All the money in professional sports makes a fan step back just a little from the competition. Whether it is not being able to identify with a whining millionaire complaining about his contract or your favorite player or team being traded to another city, it is not something that most of us can truly identify with.

The great spirit of the Olympics for the fans is to know that our athletes, even Kobe Bryant, Venus Williams and Lauren Jackson, are competing for more than the money. Yes, money is a motivating factor. Phelps and any of the other Olympians who have won gold will receive endorsement offers. But that type of payment is different. It is like the gold medal itself. You have to work for it. You don’t get paid before you do the job. If you get hurt, no endorsements. If you take fourth or fifth, no endorsements. It is motivation to try harder, not to give up halfway because you already got what you want. The drive of these athletes is pure. They have sacrificed to get to the Olympics.

For most of the athletes, this is the pinnacle of their sport. Watching as much gymnastics, track and field, swimming and volleyball as I do during the school year, I am aware of how much dedication it takes to excel at these sports. They are not sports in which you compete in front of large crowds or even get the respect of mainstream sports.

It always sends shutters up my spine when I hear of athletes who suffer an injury just before competing at the Olympics. To have one goal that you have trained for your entire life be dashed in a split second before you even get to compete is crazy. Then the athlete has the choice of waiting four more years, being that much older just to take another shot. High school sports are a much smaller version of this conundrum. For high school athletes, they only have to wait one year, as long as they are not seniors. But the injury factor for a wrestler or gymnast during the preseason can mean an abrupt end to a season.

One element of the Olympics that always seems to get to me is that people only like these certain sports every four years when they are on TV. The action, emotions and anticipation that most spectators feel while watching the Olympics can be found at their local high school. Inevitably, most of the gymnastics and swim meets are relatively empty. Some parents or friends dot the bleachers, but it is not like a high school baseball, football or basketball game.

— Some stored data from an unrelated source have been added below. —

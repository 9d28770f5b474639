//! `SQLite` connection pool with WAL mode and foreign keys enabled.
//!
//! Uses `r2d2` connection pooling with the `r2d2_sqlite` backend. The
//! [`PragmaCustomizer`] runs on each new connection so WAL mode, busy
//! timeout, and performance pragmas are always set.

use r2d2::Pool;
use r2d2_sqlite::SqliteConnectionManager;
use rusqlite::Connection;

use crate::errors::StoreError;

/// Alias for the connection pool type.
pub type ConnectionPool = Pool<SqliteConnectionManager>;

/// Alias for a pooled connection.
pub type PooledConnection = r2d2::PooledConnection<SqliteConnectionManager>;

/// Configuration for the connection pool.
#[derive(Clone, Debug)]
pub struct ConnectionConfig {
    /// Maximum pool size (default: 8).
    pub pool_size: u32,
    /// Busy timeout in milliseconds (default: 5000).
    pub busy_timeout_ms: u32,
}

impl Default for ConnectionConfig {
    fn default() -> Self {
        Self {
            pool_size: 8,
            busy_timeout_ms: 5_000,
        }
    }
}

/// `SQLite` pragma customizer that runs on each new connection.
#[derive(Debug)]
struct PragmaCustomizer {
    busy_timeout_ms: u32,
}

impl r2d2::CustomizeConnection<Connection, rusqlite::Error> for PragmaCustomizer {
    fn on_acquire(&self, conn: &mut Connection) -> std::result::Result<(), rusqlite::Error> {
        conn.execute_batch(&format!(
            "PRAGMA journal_mode = WAL;\
             PRAGMA busy_timeout = {};\
             PRAGMA foreign_keys = ON;\
             PRAGMA synchronous = NORMAL;",
            self.busy_timeout_ms
        ))?;
        Ok(())
    }
}

/// Create an in-memory connection pool (for testing).
///
/// Pool size is forced to 1 so every checkout sees the same database.
pub fn new_in_memory(config: &ConnectionConfig) -> Result<ConnectionPool, StoreError> {
    let manager = SqliteConnectionManager::memory();
    let pool = Pool::builder()
        .max_size(1)
        .connection_timeout(std::time::Duration::from_secs(5))
        .connection_customizer(Box::new(PragmaCustomizer {
            busy_timeout_ms: config.busy_timeout_ms,
        }))
        .build(manager)?;
    Ok(pool)
}

/// Create a file-backed connection pool.
pub fn new_file(path: &str, config: &ConnectionConfig) -> Result<ConnectionPool, StoreError> {
    let manager = SqliteConnectionManager::file(path);
    let pool = Pool::builder()
        .max_size(config.pool_size)
        .connection_timeout(std::time::Duration::from_secs(5))
        .connection_customizer(Box::new(PragmaCustomizer {
            busy_timeout_ms: config.busy_timeout_ms,
        }))
        .build(manager)?;
    Ok(pool)
}

// ─────────────────────────────────────────────────────────────────────────────
// Tests
// ─────────────────────────────────────────────────────────────────────────────

#[cfg(test)]
mod tests {
    use super::*;

    #[test]
    fn in_memory_pool_creates_successfully() {
        let pool = new_in_memory(&ConnectionConfig::default()).unwrap();
        let conn = pool.get().unwrap();
        let fk: i32 = conn
            .query_row("PRAGMA foreign_keys", [], |row| row.get(0))
            .unwrap();
        assert_eq!(fk, 1);
    }

    #[test]
    fn file_pool_uses_wal() {
        let dir = tempfile::tempdir().unwrap();
        let path = dir.path().join("test.db");
        let pool = new_file(path.to_str().unwrap(), &ConnectionConfig::default()).unwrap();
        let conn = pool.get().unwrap();
        let mode: String = conn
            .query_row("PRAGMA journal_mode", [], |row| row.get(0))
            .unwrap();
        assert_eq!(mode, "wal");
    }

    #[test]
    fn file_pool_respects_pool_size() {
        let dir = tempfile::tempdir().unwrap();
        let path = dir.path().join("sized.db");
        let config = ConnectionConfig {
            pool_size: 2,
            ..Default::default()
        };
        let pool = new_file(path.to_str().unwrap(), &config).unwrap();
        assert_eq!(pool.max_size(), 2);
    }

    #[test]
    fn default_config_values() {
        let config = ConnectionConfig::default();
        assert_eq!(config.pool_size, 8);
        assert_eq!(config.busy_timeout_ms, 5_000);
    }
}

During the past seven years, I have had the pleasure of watching some of the top Washington state athletes come out of Mercer Island High School. The word Olympian used to be whispered around such Islander athletes as Sean Sussex and Jesse Johnson. Sussex was one of the most dominating swimmers I have ever seen, winning multiple state titles and eventually swimming for USC. Johnson, a wrestler and rower for the Islanders, has gone on to help power the University of Washington men’s crew team to a national title. While both may still end up at the opening ceremonies, their high school accomplishments were no less spectacular or exciting.

The irony of the Olympics is that most of the athletes competing at the Summer Games started out in a high school gymnasium, performing in front of friends and parents.

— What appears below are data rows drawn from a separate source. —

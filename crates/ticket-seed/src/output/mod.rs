pub mod manifest;
pub mod sql;
pub mod sqlite;

use std::path::{Path, PathBuf};

use chrono::NaiveDate;

use crate::config::GeneratorConfig;
use crate::data::generator::generate_seeded;
use crate::error::SeedResult;
use manifest::write_run_manifest;
use sql::{write_sql_file, SqlSchema};

#[derive(Clone, Debug, Eq, PartialEq)]
pub struct SqlExport {
    pub entries: usize,
    pub bytes: u64,
    pub manifest: Option<PathBuf>,
}

/// Generates the whole range before touching `out`, so a rejected config or
/// range leaves no script and no manifest behind.
pub fn export_sql(
    config: &GeneratorConfig,
    start: NaiveDate,
    end: NaiveDate,
    seed: u64,
    out: &Path,
    schema: SqlSchema,
    with_manifest: bool,
) -> SeedResult<SqlExport> {
    let entries = generate_seeded(start, end, config, seed)?;
    let bytes = write_sql_file(out, &entries, schema)?;
    let manifest = if with_manifest {
        Some(write_run_manifest(out, seed, start, end, entries.len(), schema)?)
    } else {
        None
    };
    Ok(SqlExport {
        entries: entries.len(),
        bytes,
        manifest,
    })
}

The excitement and purity of the Summer Games doesn’t have to end on Aug. 24. Head to Mary Wayte Pool or Mercer Island High School to experience a little bit of that excitement in person and root for a hometown athlete this fall. Who knows, you might see the next Michael Phelps. It always sends shutters up my spine when I hear of athletes who suffer an injury just before competing at the Olympics. To have one goal that you have trained for your entire life be dashed in a split second before you even get to compete is crazy. Then the athlete has the choice of waiting four more years, being that much older just take another shot. High school sports are a much smaller version of this conundrum. For high school athletes, they only have to wait until next year as long as they are not a senior. But the injury factor for a wrestler or gymnast in during the post season can mean the abrupt end to a season.

One element of the Olympics that always seems to get to me is that people only like these certain sports every four years when they are on TV. The action, emotions and anticipation that most spectators feel while watching the Olympics can be found at their local high school. Inevitably most of the gymnastics and swim meets are relatively empty. Some parents or friends dot the bleachers, but it not like a high school baseball, football or basketball game.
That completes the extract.